- Born: John David Howell Hughes 1 June 1945 St Clears, Wales
- Died: 28 June 2015 (aged 70) Wales
- Occupations: Actor Business consultant
- Years active: 1965-1975 1975-2002
- Known for: Crossroads John D H Hughes Consultancy

= Neville Hughes =

British actor (1945–2015)

Neville Hughes (1 June 1945 – 28 June 2015) was a British actor in the 1960s and 1970s. Later he was a successful businessman in the motor manufacturer sales and marketing sector.
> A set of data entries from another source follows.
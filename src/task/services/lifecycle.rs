//! Service layer for task creation, retrieval, and status changes.

use crate::task::{
    domain::{NewTask, Task, TaskDomainError, TaskId, TaskStatus},
    ports::{EventWatcherRepository, StoreError, TaskRepository},
};
use mockable::Clock;
use std::sync::Arc;
use thiserror::Error;
use tracing::info;

/// Service-level errors for task lifecycle operations.
#[derive(Debug, Clone, Error)]
pub enum TaskLifecycleError {
    /// Domain validation failed.
    #[error(transparent)]
    Domain(#[from] TaskDomainError),
    /// Store operation failed.
    #[error(transparent)]
    Store(#[from] StoreError),
}

/// Result type for task lifecycle service operations.
pub type TaskLifecycleResult<T> = Result<T, TaskLifecycleError>;

/// Task lifecycle orchestration service.
#[derive(Clone)]
pub struct TaskLifecycleService<S, C>
where
    S: TaskRepository + EventWatcherRepository,
    C: Clock + Send + Sync,
{
    store: Arc<S>,
    clock: Arc<C>,
}

impl<S, C> TaskLifecycleService<S, C>
where
    S: TaskRepository + EventWatcherRepository,
    C: Clock + Send + Sync,
{
    /// Creates a new task lifecycle service.
    #[must_use]
    pub const fn new(store: Arc<S>, clock: Arc<C>) -> Self {
        Self { store, clock }
    }

    /// Creates and stores a task.
    ///
    /// # Errors
    ///
    /// Returns [`TaskLifecycleError`] when validation fails or the store
    /// rejects the task.
    pub async fn create_task(&self, new_task: NewTask) -> TaskLifecycleResult<Task> {
        let task = Task::create(new_task, &*self.clock)?;
        self.store.store_task(&task).await?;
        info!(task_id = %task.id(), status = %task.status(), "task created");
        Ok(task)
    }

    /// Retrieves a task by identifier.
    ///
    /// # Errors
    ///
    /// Returns [`TaskLifecycleError::Store`] when the lookup fails.
    pub async fn find_task(&self, task_id: TaskId) -> TaskLifecycleResult<Option<Task>> {
        Ok(self.store.find_task(task_id).await?)
    }

    /// Moves a task to `target` and persists the change.
    ///
    /// # Errors
    ///
    /// Returns [`StoreError::TaskNotFound`] (wrapped) when the task does not
    /// exist and [`TaskDomainError::InvalidStatusTransition`] (wrapped) when
    /// the change is not permitted.
    pub async fn transition_task(
        &self,
        task_id: TaskId,
        target: TaskStatus,
    ) -> TaskLifecycleResult<Task> {
        let mut task = self.load(task_id).await?;
        let from = task.status();
        task.transition_to(target, &*self.clock)?;
        self.store.update_task(&task).await?;
        info!(%task_id, %from, to = %target, "task status changed");
        Ok(task)
    }

    /// Archives a task and removes its watchers.
    ///
    /// Tasks are never deleted; archiving is the end of their life.
    ///
    /// # Errors
    ///
    /// Returns [`TaskLifecycleError`] when the task is missing, already
    /// archived, or the store fails.
    pub async fn archive_task(&self, task_id: TaskId) -> TaskLifecycleResult<Task> {
        let task = self.transition_task(task_id, TaskStatus::Archived).await?;
        let removed = self.store.delete_watchers_for_task(task_id).await?;
        info!(%task_id, watchers_removed = removed, "task archived");
        Ok(task)
    }

    async fn load(&self, task_id: TaskId) -> TaskLifecycleResult<Task> {
        self.store
            .find_task(task_id)
            .await?
            .ok_or(TaskLifecycleError::Store(StoreError::TaskNotFound(task_id)))
    }
}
John David Howell Hughes was born in 1945 at St. Clears, Wales. He was educated at Eagle House Prep School and Radley College where he was a brilliant young stage actor. He started to train as a doctor at St Thomas' Hospital, but gave it up. After joining RADA in 1965, and working in repertory theatre, Hughes made his television debut in "The Man and the Hour". The following year he made his debut in Crossroads, for which he is best known, as Rev Peter Hope, where he played opposite Sue Nicholls. He was also in the very first episode of Dad's Army in 1968. Following this success he continued to appear in the role of Rev Peter Hope in Crossroads for four years. He appeared in theatre, film, radio and television roles including The Avengers, Department S, The Protectors, Emergency – Ward 10, Father Brown and Rebecca. He also appeared in the 1973 film Soft Beds, Hard Battles with Peter Sellers.

In 1975 Hughes was offered the opportunity to work for on an 'apprentice scheme' with car manufacturer BMW. He took to the role as a salesman, quickly becoming the company's best salesman of the year. From as sales trainer he became National Training Manager. In 1980 he seized the opportunity to set up his own company, Training Power Ltd. The company was a success securing a notable client list with top brands, Mercedes, BMW, Jaguar, GM and Volvo. It expanded into consultancy in films and television crossing four continents: Australasia, USA and the Middle East. After a management takeover John Hughes set up John D.H. Hughes Consultancy offering bespoke training programmes to the motor industry, while also focussing on middle management and director-level recruitment.

He retired to his roots in West Wales where, indulging an enthusiasm for fly fishing, he set up a firm called Fishing Pursuits, that provided smoked fish to restaurants and pubs. He died at home in Wales leaving behind a wife and family.